[csaa-forum] Georgina Born Seminar: Digitising Democracy: Digitisation, and Public Service Communications

Jonathan Marshall Jonathan.Marshall at uts.edu.au
Tue Aug 1 11:26:10 CST 2006


Trans/forming Cultures (TfC), presents a seminar on digitisation and public service broadcasting. 

Thursday the 10th of August 2006 4pm, at the University of Technology- Sydney (UTS) 
Venue: Building 6, The Peter Johnson Building (where the Design Architecture and Building Faculty (DAB) is located).  Entry is via Harris street. 

             Level 5 
             Room 550 

Digitising Democracy: Digitisation, Pluralism, and Public Service Communications 

Georgina Born 
University of Cambridge 

There is a lamentable absence, in debates over the future of public service broadcasting in Britain, of due attention to the challenges posed by cultural pluralism and by social and economic inequalities. This paper critically outlines and assesses the prevailing policy discourses in the UK concerning the social and political potential of digital media – notably the internet and digital television – and their relation to public service communications (PSC). It then compares the policy debates with current academic discussions of digital media in relation to PSC, and finds that there are common limitations to both academic and policy discourses, limitations that are highlighted particularly when held up against the BBC’s actual interventions in digital media, a significant proportion of which are subtly conceived and inventive in their design. 

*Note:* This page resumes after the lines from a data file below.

/// Render the board, one three-character cell per tile
fn render_grid(frame: &mut Frame, area: Rect, app: &App) {
    let puzzle = app.puzzle();
    let grid = puzzle.grid();
    let focused = app.focus() == Focus::Grid;

    let lines: Vec<Line> = (0..grid.height())
        .map(|y| {
            let spans: Vec<Span> = (0..grid.width())
                .map(|x| {
                    let placed = grid.get(x, y);
                    let mut style = placed
                        .map(|t| tile_style(t, puzzle.rules()))
                        .unwrap_or_else(|| Style::default().fg(Color::DarkGray));
                    if app.held() == Some(Held::Grid(x, y)) {
                        style = style.bg(Color::Yellow).fg(Color::Black);
                    }
                    if focused && app.cursor() == (x, y) {
                        style = style.add_modifier(Modifier::REVERSED);
                    }
                    Span::styled(cell_text(placed.map(|t| t.letter())), style)
                })
                .collect();
            Line::from(spans)
        })
        .collect();

    let title = format!("Grid ({} placed)", grid.tile_count());
    let grid_widget = Paragraph::new(lines).block(focus_block(&title, focused));
    frame.render_widget(grid_widget, area);
}

/// Found tiles are green; a tile carrying a rule takes that rule's colour
fn tile_style(tile: &PlacedTile, rules: &[Rule]) -> Style {
    let rule_color = rules
        .iter()
        .position(|r| tile.applied_rule_ids.contains(r.id))
        .map(|i| RULE_COLORS[i % RULE_COLORS.len()]);

    match (rule_color, tile.is_found) {
        (Some(color), _) => Style::default().fg(Color::White).bg(color).bold(),
        (None, true) => Style::default().fg(Color::Green).bold(),
        (None, false) => Style::default().fg(Color::White),
    }
}

/// Render the hand as two rows of slots
fn render_hand(frame: &mut Frame, area: Rect, app: &App) {
    let hand = app.puzzle().hand();
    let focused = app.focus() == Focus::Hand;

    let lines: Vec<Line> = hand
        .slots()
        .chunks(HAND_ROW_LEN)
        .enumerate()
        .map(|(row, slots)| {
            let spans: Vec<Span> = slots
                .iter()
                .enumerate()
                .map(|(col, slot)| {
                    let index = row * HAND_ROW_LEN + col;
                    let mut style = match slot {
                        Some(_) => Style::default().fg(Color::Cyan).bold(),
                        None => Style::default().fg(Color::DarkGray),
                    };
                    if app.held() == Some(Held::Hand(index)) {
                        style = style.bg(Color::Yellow).fg(Color::Black);
                    }
                    if focused && app.hand_cursor() == index {
                        style = style.add_modifier(Modifier::REVERSED);
                    }
                    Span::styled(cell_text(slot.map(|t| t.letter)), style)
                })
                .collect();
            Line::from(spans)
        })
        .collect();

    let title = format!("Hand ({} in bag)", app.puzzle().bag().len());
    let hand_widget = Paragraph::new(lines).block(focus_block(&title, focused));
    frame.render_widget(hand_widget, area);
}

/// Render the day's rules, the score formula and the high score
fn render_side_panel(frame: &mut Frame, area: Rect, app: &App, high_score: u32) {
    let layout = Layout::default()
        .direction(Direction::Vertical)
        .constraints([
            Constraint::Min(8),    // Rules
            Constraint::Length(5), // Score
            Constraint::Length(4), // Words
        ])
        .split(area);

    let puzzle = app.puzzle();
    let score = puzzle.score();

    let items: Vec<ListItem> = puzzle
        .rules()
        .iter()
        .enumerate()
        .map(|(i, rule)| {
            let color = RULE_COLORS[i % RULE_COLORS.len()];
            let marks = format_achievements(score.achievement_count(rule.id));
            let category = category_of(rule.id).map(|c| c.name).unwrap_or("Bonus");
            ListItem::new(vec![
                Line::from(Span::styled(
                    format!("■ {} {}", category, marks),
                    Style::default().fg(color).bold(),
                )),
                Line::from(format!("  {}", rule.description)),
            ])
        })
        .collect();

    let rules = List::new(items).block(
        Block::default()
            .borders(Borders::ALL)
            .border_style(Style::default().fg(Color::DarkGray))
            .title("Today's Rules"),
    );
    frame.render_widget(rules, layout[0]);

    let score_lines = vec![
        Line::from(Span::styled(
            format_score(score),
            Style::default().fg(Color::Yellow).bold(),
        )),
        Line::from(format!("High score: {}", high_score)),
    ];
    let score_widget = Paragraph::new(score_lines)
        .wrap(Wrap { trim: true })
        .block(
            Block::default()
                .borders(Borders::ALL)
                .border_style(Style::default().fg(Color::DarkGray))
                .title("Score"),
        );
    frame.render_widget(score_widget, layout[1]);

    let words = Paragraph::new(score.words.join(" "))
        .style(Style::default().fg(Color::Green))
        .wrap(Wrap { trim: true })
        .block(
            Block::default()
                .borders(Borders::ALL)
                .border_style(Style::default().fg(Color::DarkGray))
                .title(format!("Words ({})", score.words.len())),
        );
    frame.render_widget(words, layout[2]);
}

/// Render the day's leaderboard
fn render_leaderboard(frame: &mut Frame, board: &Leaderboard, player_id: Option<i64>) {
    let area = frame.area();

    let layout = Layout::default()
        .direction(Direction::Vertical)
        .constraints([
            Constraint::Length(3), // Header
            Constraint::Min(6),    // Entries
            Constraint::Length(2), // Footer
        ])
        .margin(1)
        .split(area);

    let mut title = format!("Leaderboard {}  ({} players)", board.date, board.total_players);
    if let Some(rank) = player_id.and_then(|id| format_own_rank(board, id)) {
        title.push_str("  ");
        title.push_str(&rank);
    }
    let header = Paragraph::new(title)
    .style(Style::default().fg(Color::Cyan).bold())
    .alignment(Alignment::Center)
    .block(Block::default().borders(Borders::BOTTOM));
    frame.render_widget(header, layout[0]);

    if board.top.is_empty() {
        let empty = Paragraph::new("No scores yet today")
            .style(Style::default().fg(Color::DarkGray))
            .alignment(Alignment::Center);
        frame.render_widget(empty, layout[1]);
    } else {
        let style_for = |entry: &LeaderboardEntry| {
            if Some(entry.player_id) == player_id {
                Style::default().fg(Color::Yellow).bold()
            } else {
                Style::default().fg(Color::White)
            }
        };
        let mut items: Vec<ListItem> = board
            .top
            .iter()
            .map(|e| ListItem::new(format_entry(e)).style(style_for(e)))
            .collect();
        if let Some(own) = &board.player_rank {
            items.push(ListItem::new("  ...").style(Style::default().fg(Color::DarkGray)));
            items.push(ListItem::new(format_entry(own)).style(style_for(own)));
        }

        let list = List::new(items).block(Block::default().borders(Borders::ALL).title("Top Scores"));
        frame.render_widget(list, layout[1]);
    }

    let footer = Paragraph::new("l/Esc Back")
        .style(Style::default().fg(Color::DarkGray))
        .alignment(Alignment::Center);
    frame.render_widget(footer, layout[2]);
}

/// Render error screen
fn render_error(frame: &mut Frame, message: &str) {
    let area = frame.area();

    let layout = Layout::default()
        .direction(Direction::Vertical)
        .constraints([
            Constraint::Percentage(40),
            Constraint::Length(3),
            Constraint::Length(2),
            Constraint::Percentage(40),
        ])
        .margin(2)
        .split(area);

    let error = Paragraph::new(format!("Error: {}", message))
        .style(Style::default().fg(Color::Red))
        .alignment(Alignment::Center);
    frame.render_widget(error, layout[1]);

    let hint = Paragraph::new("Press Esc to go back")
        .style(Style::default().fg(Color::DarkGray))
        .alignment(Alignment::Center);
    frame.render_widget(hint, layout[2]);
}
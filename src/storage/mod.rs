//! Persistent storage using SQLite (rusqlite)
//!
//! This module provides:
//! - OS-standard data directory location (via `directories` crate)
//! - SQLite database with schema versioning
//! - Player registration with sequential numeric ids
//! - Daily score submission (first of the day wins) and high scores
//! - Leaderboard queries
//! - The saved state of today's puzzle

use crate::stats::{rank_scores, DailyScore, LastGame, Leaderboard, PlayerStats};
use directories::ProjectDirs;
use rusqlite::{params, Connection, OptionalExtension};
use std::path::{Path, PathBuf};
use thiserror::Error;
use tracing::{debug, info};

/// Current schema version. Bump this when making schema changes.
/// Version history:
/// - v1: players, counters, daily scores and saved puzzles
const SCHEMA_VERSION: u32 = 1;

/// Name of the counter that hands out player ids
const PLAYER_ID_COUNTER: &str = "player_id";

/// Errors that can occur during storage operations.
#[derive(Debug, Error)]
pub enum StorageError {
    #[error("database error: {0}")]
    Database(#[from] rusqlite::Error),
    #[error("could not determine data directory")]
    NoDataDirectory,
    #[error("database schema version {found} is newer than supported version {supported}")]
    FutureSchemaVersion { found: u32, supported: u32 },
    #[error("failed to create data directory: {0}")]
    CreateDirFailed(#[source] std::io::Error),
    #[error("player {0} is not registered")]
    UnknownPlayer(i64),
}

/// The storage handle for players, scores and saved puzzles.
pub struct Storage {
    conn: Connection,
}

impl Storage {
    /// Open or create the database at `path`, creating its directory.
    pub fn open(path: &Path) -> Result<Self, StorageError> {
        if let Some(parent) = path.parent() {
            std::fs::create_dir_all(parent).map_err(StorageError::CreateDirFailed)?;
        }
        let conn = Connection::open(path)?;
        let storage = Storage { conn };
        storage.initialize_schema()?;
        debug!(path = %path.display(), "opened storage");
        Ok(storage)
    }

    /// Open an in-memory database (for testing).
    #[cfg(test)]
    pub fn open_in_memory() -> Result<Self, StorageError> {
        let conn = Connection::open_in_memory()?;
        let storage = Storage { conn };
        storage.initialize_schema()?;
        Ok(storage)
    }

    /// Get the OS-standard data directory.
    ///
    /// - Linux: `$XDG_DATA_HOME/scrabdle/` or `~/.local/share/scrabdle/`
    /// - macOS: `~/Library/Application Support/scrabdle/`
    pub fn data_dir() -> Result<PathBuf, StorageError> {
        ProjectDirs::from("", "", "scrabdle")
            .map(|dirs| dirs.data_dir().to_path_buf())
            .ok_or(StorageError::NoDataDirectory)
    }

    // === Players ===

    /// Hand out the next player id and create the player with a zero high score.
    pub fn register_player(&mut self) -> Result<i64, StorageError> {
        let tx = self.conn.transaction()?;
        tx.execute(
            "INSERT INTO counters (name, value) VALUES (?1, 1)
             ON CONFLICT(name) DO UPDATE SET value = value + 1",
            params![PLAYER_ID_COUNTER],
        )?;
        let id: i64 = tx.query_row(
            "SELECT value FROM counters WHERE name = ?1",
            params![PLAYER_ID_COUNTER],
            |row| row.get(0),
        )?;
        tx.execute(
            "INSERT INTO players (id, high_score, created_at) VALUES (?1, 0, ?2)",
            params![id, now_millis()],
        )?;
        tx.commit()?;

        info!(player_id = id, "registered player");
        Ok(id)
    }

    pub fn player_exists(&self, player_id: i64) -> Result<bool, StorageError> {
        let exists: bool = self.conn.query_row(
            "SELECT COUNT(*) > 0 FROM players WHERE id = ?1",
            params![player_id],
            |row| row.get(0),
        )?;
        Ok(exists)
    }

    /// The player registered on this device, if any.
    pub fn local_player_id(&self) -> Result<Option<i64>, StorageError> {
        let id = self
            .conn
            .query_row("SELECT local_player_id FROM meta LIMIT 1", [], |row| {
                row.get::<_, Option<i64>>(0)
            })
            .optional()?
            .flatten();
        Ok(id)
    }

    /// Return the local player id, registering one on first use.
    pub fn ensure_local_player(&mut self) -> Result<i64, StorageError> {
        if let Some(id) = self.local_player_id()? {
            return Ok(id);
        }
        let id = self.register_player()?;
        self.conn
            .execute("UPDATE meta SET local_player_id = ?1", params![id])?;
        Ok(id)
    }

    /// Remember the last finished game on this device.
    pub fn record_last_game(&self, date: &str, score: u32) -> Result<(), StorageError> {
        self.conn.execute(
            "UPDATE meta SET last_game_date = ?1, last_game_score = ?2",
            params![date, score],
        )?;
        Ok(())
    }

    /// Local player id, high score and last game.
    pub fn local_stats(&self) -> Result<PlayerStats, StorageError> {
        let (player_id, date, score) = self.conn.query_row(
            "SELECT local_player_id, last_game_date, last_game_score FROM meta LIMIT 1",
            [],
            |row| {
                Ok((
                    row.get::<_, Option<i64>>(0)?,
                    row.get::<_, Option<String>>(1)?,
                    row.get::<_, Option<u32>>(2)?,
                ))
            },
        )?;

        let high_score = match player_id {
            Some(id) => self.high_score(id)?.unwrap_or(0),
            None => 0,
        };
        let last_game = date.zip(score).map(|(date, score)| LastGame { date, score });

        Ok(PlayerStats {
            player_id,
            high_score,
            last_game,
        })
    }

    // === Scores ===

    /// Record a player's score for a date. Only the first submission of a
    /// day counts; returns whether this one was recorded.
    pub fn submit_daily_score(
        &self,
        player_id: i64,
        date: &str,
        score: u32,
        time_taken: u32,
    ) -> Result<bool, StorageError> {
        if !self.player_exists(player_id)? {
            return Err(StorageError::UnknownPlayer(player_id));
        }
        let inserted = self.conn.execute(
            "INSERT OR IGNORE INTO daily_scores (player_id, date, score, time_taken, submitted_at)
             VALUES (?1, ?2, ?3, ?4, ?5)",
            params![player_id, date, score, time_taken, now_millis()],
        )?;
        if inserted > 0 {
            info!(player_id, date, score, time_taken, "daily score submitted");
        } else {
            debug!(player_id, date, "daily score already submitted");
        }
        Ok(inserted > 0)
    }

    /// Raise a player's high score. Returns whether it changed.
    pub fn update_high_score(&self, player_id: i64, score: u32) -> Result<bool, StorageError> {
        let current = self
            .high_score(player_id)?
            .ok_or(StorageError::UnknownPlayer(player_id))?;
        if score <= current {
            return Ok(false);
        }
        self.conn.execute(
            "UPDATE players SET high_score = ?2 WHERE id = ?1",
            params![player_id, score],
        )?;
        info!(player_id, score, previous = current, "new high score");
        Ok(true)
    }

    pub fn high_score(&self, player_id: i64) -> Result<Option<u32>, StorageError> {
        let score = self
            .conn
            .query_row(
                "SELECT high_score FROM players WHERE id = ?1",
                params![player_id],
                |row| row.get(0),
            )
            .optional()?;
        Ok(score)
    }

    /// All scores submitted for a date.
    pub fn daily_scores(&self, date: &str) -> Result<Vec<DailyScore>, StorageError> {
        let mut stmt = self.conn.prepare(
            "SELECT player_id, score, time_taken FROM daily_scores
             WHERE date = ?1 ORDER BY score DESC, time_taken ASC",
        )?;
        let rows = stmt.query_map(params![date], |row| {
            Ok(DailyScore {
                player_id: row.get(0)?,
                score: row.get(1)?,
                time_taken: row.get(2)?,
            })
        })?;

        let mut scores = Vec::new();
        for row in rows {
            scores.push(row?);
        }
        Ok(scores)
    }

    /// Top `limit` scores for a date, plus the player's own rank below them.
    pub fn leaderboard(
        &self,
        date: &str,
        player_id: Option<i64>,
        limit: usize,
    ) -> Result<Leaderboard, StorageError> {
        let scores = self.daily_scores(date)?;
        Ok(rank_scores(date, scores, player_id, limit))
    }

    // === Saved puzzle ===

    /// Save the puzzle state for a date, dropping saves for earlier dates.
    pub fn save_puzzle(&mut self, date: &str, state: &str) -> Result<(), StorageError> {
        let tx = self.conn.transaction()?;
        tx.execute(
            "INSERT OR REPLACE INTO saved_puzzles (date, state, saved_at) VALUES (?1, ?2, ?3)",
            params![date, state, now_millis()],
        )?;
        tx.execute("DELETE FROM saved_puzzles WHERE date < ?1", params![date])?;
        tx.commit()?;
        Ok(())
    }

    pub fn load_puzzle(&self, date: &str) -> Result<Option<String>, StorageError> {
        let state = self
            .conn
            .query_row(
                "SELECT state FROM saved_puzzles WHERE date = ?1",
                params![date],
                |row| row.get(0),
            )
            .optional()?;
        Ok(state)
    }

    // Private helper methods

    fn initialize_schema(&self) -> Result<(), StorageError> {
        let current_version = self.get_schema_version()?;

        if current_version == 0 {
            self.create_schema_v1()?;
        } else if current_version > SCHEMA_VERSION {
            return Err(StorageError::FutureSchemaVersion {
                found: current_version,
                supported: SCHEMA_VERSION,
            });
        }

        Ok(())
    }

    fn get_schema_version(&self) -> Result<u32, StorageError> {
        let table_exists: bool = self.conn.query_row(
            "SELECT COUNT(*) > 0 FROM sqlite_master WHERE type='table' AND name='meta'",
            [],
            |row| row.get(0),
        )?;

        if !table_exists {
            return Ok(0);
        }

        let version = self
            .conn
            .query_row("SELECT schema_version FROM meta LIMIT 1", [], |row| {
                row.get(0)
            })
            .optional()?
            .unwrap_or(0);

        Ok(version)
    }

    fn create_schema_v1(&self) -> Result<(), StorageError> {
        self.conn.execute_batch(
            r#"
            -- Meta table: schema version and this device's player
            CREATE TABLE meta (
                schema_version INTEGER NOT NULL,
                local_player_id INTEGER,
                last_game_date TEXT,
                last_game_score INTEGER,
                created_at INTEGER NOT NULL
            );

            -- Named counters, incremented atomically
            CREATE TABLE counters (
                name TEXT PRIMARY KEY,
                value INTEGER NOT NULL
            );

            CREATE TABLE players (
                id INTEGER PRIMARY KEY,
                high_score INTEGER NOT NULL DEFAULT 0,
                created_at INTEGER NOT NULL
            );

            -- One row per player per day; the first submission wins
            CREATE TABLE daily_scores (
                player_id INTEGER NOT NULL REFERENCES players (id),
                date TEXT NOT NULL,
                score INTEGER NOT NULL,
                time_taken INTEGER NOT NULL,
                submitted_at INTEGER NOT NULL,
                PRIMARY KEY (player_id, date)
            );

            CREATE INDEX idx_daily_scores_rank ON daily_scores (date, score DESC, time_taken);

            -- In-progress puzzle state, keyed by YYYY-MM-DD
            CREATE TABLE saved_puzzles (
                date TEXT PRIMARY KEY,
                state TEXT NOT NULL,
                saved_at INTEGER NOT NULL
            );
            "#,
        )?;

        self.conn.execute(
            "INSERT INTO meta (schema_version, local_player_id, created_at) VALUES (?1, NULL, ?2)",
            params![SCHEMA_VERSION, now_millis()],
        )?;

        Ok(())
    }
}

fn now_millis() -> i64 {
    chrono::Utc::now().timestamp_millis()
}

Turning to post-Habermasian social philosophers – including Seyla Benhabib, Anne Phillips, James Tully, Iris Marion Young, Nancy Fraser and Bikhu Parekh - who have been engaged in reframing democratic theory in relation to the politics of difference, the paper suggests that key principles can be derived from them which provide a means to rethink PSC in conditions of pluralism and inequality. Finally, on the basis of these normative ideas, a sketch is provided of a typology of the several communicative vectors that might be required by a pluralist communicative democracy in light of the expanding range of possibilities offered by digital media. It is argued that new normative thinking of this kind is urgently needed to reinvigorate the ‘institutional design’ of public service communications systems suited to the present. 



GEORGINA BORN is Reader and will be (from October 2006) Professor of Sociology, Anthropology and Music in the Faculty of Social and Political Sciences, Cambridge University. She is also a Fellow of Emmanuel College, Cambridge. She trained in Anthropology at University College London and uses ethnography, in combination with genealogical histories, political economy and textual analysis, to study cultural production, particularly television, music, IT and contemporary knowledge systems. Her books are Uncertain Vision: Birt, Dyke and the Reinvention of the BBC (Vintage 2005), a study of the transformation of the BBC and of public service broadcasting in Britain over the past decade; Western Music and Its Others: Difference, Representation and Appropriation in Music (California 2000, with David Hesmondhalgh) and Rationalizing Culture: IRCAM, Boulez and the Institutionalization of the Musical Avant-Garde (California 1995), a combined ethnography and cultural history of the musical avant-garde and of music-science collaborations at IRCAM in Paris.  Articles have appeared in journals including Screen, New Formations, Social Anthropology, Cultural Anthropology, American Anthropologist, The Modern Law Review, Cultural Values, Javnost/The Public, Twentieth-Century Music and Political Quarterly. 

Professor Born is also active in media policy work on the BBC and PSB in Britain and Europe, as well as advising public arts organisations in the UK on cultural policy and their relations with the PSBs. Her work is highly interdisciplinary, operating in dialogue with musicology, art history and science and technology studies, and combining perspectives from anthropology, sociology and the humanities. 

Born’s current research examines the transformation of public service communications with digitization, with reference to the BBC and Britain’s Channel 4, and theorises the affinity between pluralistic accounts of democracy and digital media, and what this implies for new conceptions of public service communications.